Soccer stadium in St. Paul, Minnesota, United States

Allianz Field is a soccer-specific stadium in Saint Paul, Minnesota, United States, located near Interstate 94 and Snelling Avenue. It is home to Minnesota United FC of Major League Soccer (MLS). It opened in 2019 during the club's third season, and has a capacity of 19,400 spectators.

On October 23, 2015, team owners announced that Minnesota United would build a stadium on the 35 acre Saint Paul bus barn site. The stadium seats approximately 19,400, was completed in early 2019, and was privately financed for $200 million.
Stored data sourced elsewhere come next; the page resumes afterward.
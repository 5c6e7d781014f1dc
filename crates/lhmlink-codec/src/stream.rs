//! Cursors for the three traversal passes.
//!
//! Every encoded value has a fixed part and a variable part. A struct's
//! fixed part is its fields' fixed parts back to back. A list's fixed part
//! is its element count, and its elements' fixed records sit at the start
//! of the variable region, followed by whatever those elements point at.
//!
//! [`WriteStream`] and [`ReadStream`] therefore track two offsets: `fixed`,
//! where the next fixed field goes, and `var`, where the next block of
//! variable content goes. [`MeasureStream`] only needs a running total.

use std::fmt;

use bytes::Bytes;

use crate::error::{CodecError, Result};

/// Which pass a stream is making over a value.
#[derive(Debug, Clone, Copy, PartialEq, Eq)]
pub enum StreamMode {
    Measure,
    Write,
    Read,
}

impl fmt::Display for StreamMode {
    fn fmt(&self, f: &mut fmt::Formatter<'_>) -> fmt::Result {
        f.write_str(match self {
            Self::Measure => "measure",
            Self::Write => "write",
            Self::Read => "read",
        })
    }
}

/// Accumulates the encoded size of a value without writing anything.
#[derive(Debug, Default)]
pub struct MeasureStream {
    cursor: usize,
}

impl MeasureStream {
    pub fn new() -> Self {
        Self::default()
    }

    /// Account for `len` more bytes.
    pub fn add(&mut self, len: usize) {
        self.cursor = self.cursor.saturating_add(len);
    }

    /// Total bytes measured so far.
    pub fn cursor(&self) -> usize {
        self.cursor
    }
}

/// Writes into a buffer that was sized by a prior measure pass.
#[derive(Debug)]
pub struct WriteStream {
    bytes: Vec<u8>,
    fixed: usize,
    var: usize,
}

impl WriteStream {
    /// Allocate a zeroed buffer of `len` bytes. Fixed fields start at 0,
    /// variable content starts at `var_start`.
    pub fn allocate(len: usize, var_start: usize) -> Result<Self> {
        let mut bytes = Vec::new();
        bytes
            .try_reserve_exact(len)
            .map_err(|_| CodecError::Allocation { size: len })?;
        bytes.resize(len, 0);

        if var_start > len {
            return Err(CodecError::Truncated {
                mode: StreamMode::Write,
                offset: 0,
                needed: var_start,
                len,
            });
        }

        Ok(Self {
            bytes,
            fixed: 0,
            var: var_start,
        })
    }

    /// Copy `src` to the fixed cursor.
    pub fn put_fixed(&mut self, src: &[u8]) -> Result<()> {
        let at = self.fixed;
        self.range(at, src.len())?;
        self.bytes[at..at + src.len()].copy_from_slice(src);
        self.fixed = at + src.len();
        Ok(())
    }

    /// Copy `src` to the variable cursor.
    pub fn put_var(&mut self, src: &[u8]) -> Result<()> {
        let at = self.reserve_var(src.len())?;
        self.bytes[at..at + src.len()].copy_from_slice(src);
        Ok(())
    }

    /// Claim `len` bytes of the variable region and return where they start.
    pub fn reserve_var(&mut self, len: usize) -> Result<usize> {
        let at = self.var;
        self.range(at, len)?;
        self.var = at + len;
        Ok(at)
    }

    /// Move the fixed cursor to `at`, returning the previous position.
    pub fn enter(&mut self, at: usize) -> usize {
        std::mem::replace(&mut self.fixed, at)
    }

    /// Restore the fixed cursor after a nested block ending at `expected_end`.
    pub fn leave(&mut self, saved: usize, expected_end: usize) -> Result<()> {
        if self.fixed != expected_end {
            return Err(CodecError::CursorMismatch {
                mode: StreamMode::Write,
                expected: expected_end,
                actual: self.fixed,
            });
        }
        self.fixed = saved;
        Ok(())
    }

    /// Check that both cursors landed where the layout puts them and hand
    /// back the encoded bytes.
    pub fn finish(self, fixed_end: usize) -> Result<Bytes> {
        if self.fixed != fixed_end {
            return Err(CodecError::CursorMismatch {
                mode: StreamMode::Write,
                expected: fixed_end,
                actual: self.fixed,
            });
        }
        if self.var != self.bytes.len() {
            return Err(CodecError::CursorMismatch {
                mode: StreamMode::Write,
                expected: self.bytes.len(),
                actual: self.var,
            });
        }
        Ok(Bytes::from(self.bytes))
    }

    fn range(&self, at: usize, needed: usize) -> Result<()> {
        match at.checked_add(needed) {
            Some(end) if end <= self.bytes.len() => Ok(()),
            _ => Err(CodecError::Truncated {
                mode: StreamMode::Write,
                offset: at,
                needed,
                len: self.bytes.len(),
            }),
        }
    }
}

/// Reads from a received buffer, bounds-checking every access.
///
/// Everything handed out borrows from the buffer, so decoded views live
/// exactly as long as the bytes they were decoded from.
#[derive(Debug)]
pub struct ReadStream<'a> {
    bytes: &'a [u8],
    fixed: usize,
    var: usize,
}

impl<'a> ReadStream<'a> {
    /// Start reading fixed fields at `fixed_start` and variable content at
    /// `var_start`.
    pub fn new(bytes: &'a [u8], fixed_start: usize, var_start: usize) -> Result<Self> {
        if fixed_start > var_start || var_start > bytes.len() {
            return Err(CodecError::Truncated {
                mode: StreamMode::Read,
                offset: fixed_start,
                needed: var_start.saturating_sub(fixed_start),
                len: bytes.len(),
            });
        }
        Ok(Self {
            bytes,
            fixed: fixed_start,
            var: var_start,
        })
    }

    /// Take `len` bytes at the fixed cursor.
    pub fn take_fixed(&mut self, len: usize) -> Result<&'a [u8]> {
        let at = self.fixed;
        let slice = self.slice(at, len)?;
        self.fixed = at + len;
        Ok(slice)
    }

    /// Take `len` bytes at the variable cursor.
    pub fn take_var(&mut self, len: usize) -> Result<&'a [u8]> {
        let at = self.reserve_var(len)?;
        self.slice(at, len)
    }

    /// Claim `len` bytes of the variable region and return where they start.
    pub fn reserve_var(&mut self, len: usize) -> Result<usize> {
        let at = self.var;
        self.slice(at, len)?;
        self.var = at + len;
        Ok(at)
    }

    /// Move the fixed cursor to `at`, returning the previous position.
    pub fn enter(&mut self, at: usize) -> usize {
        std::mem::replace(&mut self.fixed, at)
    }

    /// Restore the fixed cursor after a nested block ending at `expected_end`.
    pub fn leave(&mut self, saved: usize, expected_end: usize) -> Result<()> {
        if self.fixed != expected_end {
            return Err(CodecError::CursorMismatch {
                mode: StreamMode::Read,
                expected: expected_end,
                actual: self.fixed,
            });
        }
        self.fixed = saved;
        Ok(())
    }

    /// Bytes not yet claimed by the variable cursor.
    pub fn remaining(&self) -> usize {
        self.bytes.len() - self.var
    }

    /// The whole buffer this stream reads from.
    pub fn buffer(&self) -> &'a [u8] {
        self.bytes
    }

    /// Current fixed cursor, for error reporting.
    pub fn fixed_cursor(&self) -> usize {
        self.fixed
    }

    /// Check that the whole buffer was consumed.
    pub fn finish(self, fixed_end: usize) -> Result<()> {
        if self.fixed != fixed_end {
            return Err(CodecError::CursorMismatch {
                mode: StreamMode::Read,
                expected: fixed_end,
                actual: self.fixed,
            });
        }
        if self.var != self.bytes.len() {
            return Err(CodecError::CursorMismatch {
                mode: StreamMode::Read,
                expected: self.bytes.len(),
                actual: self.var,
            });
        }
        Ok(())
    }

    fn slice(&self, at: usize, len: usize) -> Result<&'a [u8]> {
        at.checked_add(len)
            .and_then(|end| self.bytes.get(at..end))
            .ok_or(CodecError::Truncated {
                mode: StreamMode::Read,
                offset: at,
                needed: len,
                len: self.bytes.len(),
            })
    }
}

#[cfg(test)]
mod tests {
    use super::*;

    #[test]
    fn write_keeps_fixed_and_variable_regions_apart() {
        let mut stream = WriteStream::allocate(10, 4).unwrap();
        stream.put_var(b"abc").unwrap();
        stream.put_fixed(&3u32.to_le_bytes()).unwrap();
        stream.put_var(b"def").unwrap();

        let bytes = stream.finish(4).unwrap();
        assert_eq!(&bytes[..], b"\x03\x00\x00\x00abcdef");
    }

    #[test]
    fn allocation_failure_is_fatal() {
        let err = WriteStream::allocate(usize::MAX, 0).unwrap_err();
        assert!(matches!(err, CodecError::Allocation { size: usize::MAX }));
        assert!(err.is_fatal());
    }

    #[test]
    fn write_past_measured_size_is_truncated() {
        let mut stream = WriteStream::allocate(4, 4).unwrap();
        stream.put_fixed(&[1, 2, 3, 4]).unwrap();
        let err = stream.put_fixed(&[5]).unwrap_err();
        assert!(matches!(
            err,
            CodecError::Truncated {
                mode: StreamMode::Write,
                offset: 4,
                ..
            }
        ));
    }

    #[test]
    fn write_finish_reports_unwritten_bytes() {
        let mut stream = WriteStream::allocate(8, 4).unwrap();
        stream.put_fixed(&[0; 4]).unwrap();
        stream.put_var(&[0; 2]).unwrap();

        let err = stream.finish(4).unwrap_err();
        assert!(matches!(
            err,
            CodecError::CursorMismatch {
                mode: StreamMode::Write,
                expected: 8,
                actual: 6,
            }
        ));
    }

    #[test]
    fn nested_block_restores_fixed_cursor() {
        let mut stream = WriteStream::allocate(8, 4).unwrap();
        let at = stream.reserve_var(4).unwrap();
        let saved = stream.enter(at);
        stream.put_fixed(&[9; 4]).unwrap();
        stream.leave(saved, at + 4).unwrap();
        stream.put_fixed(&[1; 4]).unwrap();

        let bytes = stream.finish(4).unwrap();
        assert_eq!(&bytes[..], &[1, 1, 1, 1, 9, 9, 9, 9]);
    }

    #[test]
    fn read_is_bounds_checked() {
        let bytes = [1u8, 2, 3, 4, 5];
        let mut stream = ReadStream::new(&bytes, 0, 4).unwrap();
        assert_eq!(stream.take_fixed(4).unwrap(), &[1, 2, 3, 4]);
        assert_eq!(stream.remaining(), 1);

        let err = stream.take_var(2).unwrap_err();
        assert!(matches!(
            err,
            CodecError::Truncated {
                mode: StreamMode::Read,
                offset: 4,
                needed: 2,
                len: 5,
            }
        ));
    }

    #[test]
    fn read_rejects_fixed_region_longer_than_buffer() {
        let bytes = [0u8; 6];
        assert!(ReadStream::new(&bytes, 0, 8).is_err());
    }

    #[test]
    fn read_finish_rejects_trailing_bytes() {
        let bytes = [0u8; 6];
        let mut stream = ReadStream::new(&bytes, 0, 4).unwrap();
        stream.take_fixed(4).unwrap();
        assert!(stream.finish(4).is_err());
    }

    #[test]
    fn measure_saturates() {
        let mut measure = MeasureStream::new();
        measure.add(usize::MAX);
        measure.add(8);
        assert_eq!(measure.cursor(), usize::MAX);
    }
}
On November 25, 2015, Minnesota United FC hired Kansas City-based Populous to design the stadium. On December 9, 2015, the team hired Mortenson Construction as part of the stadium construction along with Populous. Mortenson built U.S. Bank Stadium for the Minnesota Vikings in 2014–2016, and worked with Populous on three other Twin Cities sports facilities: Target Field, Huntington Bank Stadium, and Grand Casino Arena. Construction was completed in February 2019, and the stadium opened two months later on April 13, 2019, with Minnesota United FC hosting New York City FC.

In North American competitions, the stadium is known as Saint Paul Stadium due to advertising rules.

==Location and transportation==

Allianz Field is located on the north side of Interstate 94 between Snelling Avenue and Pascal Street in the Midway neighborhood of Saint Paul, Minnesota. The neighborhood is named for being midway between Downtown Minneapolis and Downtown Saint Paul. The stadium is located on several major transit routes, including the Snelling Avenue light rail station on the Metro Green Line and a set of stops served by the A Line bus rapid transit route. The venue has fewer than 1,000 spaces of on-site parking, instead relying on public transit and off-site lots with shuttle buses. Minnesota United has also organized several designated areas for vehicle for hire pickups and dropoffs, as well as 400 parking spaces for bicycles. The city government of Saint Paul projects that 38 percent of match attendees will use public transit, while 23 percent will use off-site parking lots with shuttles, and 11 percent will use private parking closer to the stadium.

==Design==

Allianz Field is a ring-shaped stadium, with seating for approximately 19,400 in the first phase and 24,474 in a future expansion that would fill the four corners. It has a safe standing terrace for 2,920 supporters, named the "Wonderwall" after the club's unofficial anthem, located behind the south-end goal. The single-tier Wonderwall terrace was designed with a 34.9 percent incline and has no seats. The north end has a brewpub, named Brew Hall, and a manual scoreboard and 90-minute clock that were designed to resemble fixtures at the former home, National Sports Center in Blaine.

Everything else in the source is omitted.